Re: Undefined Behavior Optimizations in C

David Brown <david.brown@hesbynett.no>
Tue, 10 Jan 2023 17:32:28 +0100

From comp.compilers

Related articles
[5 earlier articles]
Re: Undefined Behavior Optimizations in C david.brown@hesbynett.no (David Brown) (2023-01-06)
Re: Undefined Behavior Optimizations in C gah4@u.washington.edu (gah4) (2023-01-06)
Re: Undefined Behavior Optimizations in C gah4@u.washington.edu (gah4) (2023-01-06)
Re: Undefined Behavior Optimizations in C spibou@gmail.com (Spiros Bousbouras) (2023-01-07)
Re: Undefined Behavior Optimizations in C 864-117-4973@kylheku.com (Kaz Kylheku) (2023-01-09)
Re: Undefined Behavior Optimizations in C 864-117-4973@kylheku.com (Kaz Kylheku) (2023-01-09)
*Re: Undefined Behavior Optimizations in C david.brown@hesbynett.no (David Brown)* (2023-01-10)**
Re: Undefined Behavior Optimizations in C gah4@u.washington.edu (gah4) (2023-01-10)
Re: Undefined Behavior Optimizations in C tkoenig@netcologne.de (Thomas Koenig) (2023-01-11)
Re: Undefined Behavior Optimizations in C david.brown@hesbynett.no (David Brown) (2023-01-11)
Re: Undefined Behavior Optimizations in C david.brown@hesbynett.no (David Brown) (2023-01-11)
Re: Undefined Behavior Optimizations in C gah4@u.washington.edu (gah4) (2023-01-11)
Re: Undefined Behavior Optimizations in C 864-117-4973@kylheku.com (Kaz Kylheku) (2023-01-12)
[17 later articles]

| List of all articles for this month |

From:	David Brown <david.brown@hesbynett.no>
Newsgroups:	comp.compilers
Date:	Tue, 10 Jan 2023 17:32:28 +0100
Organization:	A noiseless patient Spider
References:	23-01-009 23-01-011 23-01-012 23-01-017 23-01-027
Injection-Info:	gal.iecc.com; posting-host="news.iecc.com:2001:470:1f07:1126:0:676f:7373:6970"; logging-data="79420"; mail-complaints-to="abuse@iecc.com"
Keywords:	C, optimize
Posted-Date:	10 Jan 2023 17:00:54 EST

On 09/01/2023 11:14, Kaz Kylheku wrote:
> On 2023-01-06, David Brown <david.brown@hesbynett.no> wrote:
>> On 06/01/2023 01:22, gah4 wrote:

>>> Most important when debugging, is that you can trust the compiler to
>>> do what you said. That they don't, has always been part of
>>> optimization, but these UB make it worse.
>>
>> The trouble with undefined behaviour is that, in general, you cannot
>> trust the compiler to "do what you say" because it cannot know what you
>> have said.
>
> That's correcst; however, what we should be able to trust is for the
> compiler not to make it worse.
>

Let's be clear here. At the theoretical level, when your code executes
undefined behaviour at run time, you have said "I don't care what
happens now". The compiler is allowed to do /anything/. There is no
such thing as "making it worse" - you have said you will accept
absolutely /anything/ from the compiler. No restrictions, no
limitations - /anything/.

That is what "undefined behaviour" means. There are /no/ definitions of
the behaviour, and no limits, expectations, "worse" choices, "better"
choices.

At a /practical/ level, compilers can try to be more helpful. They can
define behaviour for things that are not defined in the language
specifications. They can give you warnings or error messages (at
compile time or run time, such as when using sanitizers). They can
offer optional extra semantics (like gcc's "-fwrapv" flag). They can
certainly avoid going out of their way to avoid being specially awkward
- normally they are simply trying to make the code more efficient when
it is running correctly.

But you cannot be sure things won't go unexpectedly bad. You can never
have guarantees about that. Guarantees require definitions, and you
don't have that with undefined behaviour.

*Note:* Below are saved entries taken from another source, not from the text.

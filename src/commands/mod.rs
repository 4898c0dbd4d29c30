mod init;
mod logs;

pub use init::{
    GoArgs, InitArgs, InitFlags, InitPlan, JavaArgs, LanguageCommand, PathArgs, PythonArgs,
    default_handler, init_command, init_command_with, plan_init, resolve_file_path,
};
pub use logs::{
    DEFAULT_CONTAINER, LogsArgs, LogsOutcome, interrupt_token, log_fetch_args, logs_command,
    pod_lookup_args,
};
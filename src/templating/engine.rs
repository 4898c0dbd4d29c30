use minijinja::{Environment, UndefinedBehavior};
use serde::Serialize;

use super::error::TemplateError;

/// A MiniJinja environment holding the embedded function templates.
pub struct TemplateEngine {
    env: Environment<'static>,
}

impl Default for TemplateEngine {
    fn default() -> Self {
        Self::new()
    }
}

impl TemplateEngine {
    pub fn new() -> Self {
        let mut env = Environment::new();

        // Fail on undefined variables rather than rendering blanks into manifests
        env.set_undefined_behavior(UndefinedBehavior::Strict);
        env.set_keep_trailing_newline(true);
        env.set_trim_blocks(true);
        env.set_lstrip_blocks(true);

        Self { env }
    }

    /// Register a set of `(name, source)` templates.
    pub fn add_templates(
        &mut self,
        templates: &[(&'static str, &'static str)],
    ) -> Result<(), TemplateError> {
        for &(name, source) in templates {
            self.env
                .add_template(name, source)
                .map_err(|error| TemplateError::from_minijinja_error(error, name, source))?;
        }
        Ok(())
    }

    pub fn has_template(&self, name: &str) -> bool {
        self.env.get_template(name).is_ok()
    }

    /// Render a registered template with the given context
    pub fn render<S: Serialize>(&self, name: &str, context: S) -> Result<String, TemplateError> {
        let template = self
            .env
            .get_template(name)
            .map_err(|error| TemplateError::from_minijinja_error(error, name, ""))?;

        template
            .render(context)
            .map_err(|error| TemplateError::from_minijinja_error(error, name, template.source()))
    }
}
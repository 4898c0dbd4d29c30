//! Option records for `riff init`
//!
//! `InitOptions` is what the command line produced. `FunctionConfig` is what
//! validation produced from it; initializers only ever see the latter.

use std::fmt;
use std::path::PathBuf;

pub const DEFAULT_VERSION: &str = "0.0.1";
pub const DEFAULT_RIFF_VERSION: &str = "0.0.6";
pub const FALLBACK_USER_ACCOUNT: &str = "riff";

/// Raw init parameters, as parsed from flags and positional arguments.
#[derive(Debug, Clone, Default, PartialEq, Eq)]
pub struct InitOptions {
    pub file_path: String,
    pub function_name: String,
    pub artifact: String,
    pub handler: String,
    pub version: String,
    pub riff_version: String,
    pub user_account: String,
    pub input: String,
    pub output: String,
    pub protocol: String,
    pub dry_run: bool,
    pub force: bool,
}

/// Wire protocol spoken between the platform sidecar and the function invoker.
#[derive(Debug, Clone, Copy, PartialEq, Eq, Hash)]
pub enum Protocol {
    Stdio,
    Http,
    Grpc,
}

impl Protocol {
    pub const ALL: [Protocol; 3] = [Protocol::Stdio, Protocol::Http, Protocol::Grpc];

    pub fn as_str(&self) -> &'static str {
        match self {
            Protocol::Stdio => "stdio",
            Protocol::Http => "http",
            Protocol::Grpc => "grpc",
        }
    }

    pub fn parse(value: &str) -> Option<Self> {
        Self::ALL.into_iter().find(|p| p.as_str() == value)
    }

    pub fn supported() -> String {
        Self::ALL
            .iter()
            .map(Protocol::as_str)
            .collect::<Vec<_>>()
            .join(", ")
    }
}

impl fmt::Display for Protocol {
    fn fmt(&self, f: &mut fmt::Formatter<'_>) -> fmt::Result {
        f.write_str(self.as_str())
    }
}

/// Validated, fully defaulted function parameters.
///
/// Built once by [`crate::validation::validate`] and then handed by value to
/// an initializer. `directory` is canonical and `artifact` is relative to it.
#[derive(Debug, Clone, PartialEq, Eq)]
pub struct FunctionConfig {
    pub directory: PathBuf,
    pub name: String,
    pub artifact: Option<PathBuf>,
    pub handler: Option<String>,
    pub version: String,
    pub riff_version: String,
    pub user_account: String,
    pub input: String,
    pub output: Option<String>,
    pub protocol: Option<Protocol>,
    pub dry_run: bool,
    pub force: bool,
}

impl FunctionConfig {
    pub fn with_handler(self, handler: Option<String>) -> Self {
        Self { handler, ..self }
    }

    /// Docker image reference the function is published under.
    pub fn image(&self) -> String {
        format!("{}/{}:{}", self.user_account, self.name, self.version)
    }
}

/// Upper-cases the first character and leaves the rest alone.
pub fn capitalize_first(value: &str) -> String {
    let mut chars = value.chars();
    match chars.next() {
        Some(first) => first.to_uppercase().chain(chars).collect(),
        None => String::new(),
    }
}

Consider this example source code:

void print_message(bool x) {
if (x) {
printf("Great!\n");
} else {
printf("Boo!\n");
}
}

void format_harddisk(int disk_number) {
...
}

This is fine code, with no UB in sight.

The compiler could this to the pseudo-code :

print_message:
if ($GPR1 == 0) :
$GPR1 = "Boo!"
jump puts

if ($GPR1 == 1) :
$GPR1 = "Great!"
jump puts

format_harddisk:
...

It knows that on entry, the parameter in GPR1 is either 0 or 1, because
it is type "bool".

What happens if you call the function from a different translation unit
like this :

extern void print_message(int x);
print_message(2);

?

This is clearly wrong - clearly undefined behaviour. And the result
would be a formatted disk. But there is nothing wrong with the
compiler's generated code. I have seen other occasions when compiler's
have made code with booleans that appear to be both true and false, or
neither true nor false, as a result of undefined behaviour setting the
underlying memory to something other than 0 or 1, simply because that
was the result of the most efficient code.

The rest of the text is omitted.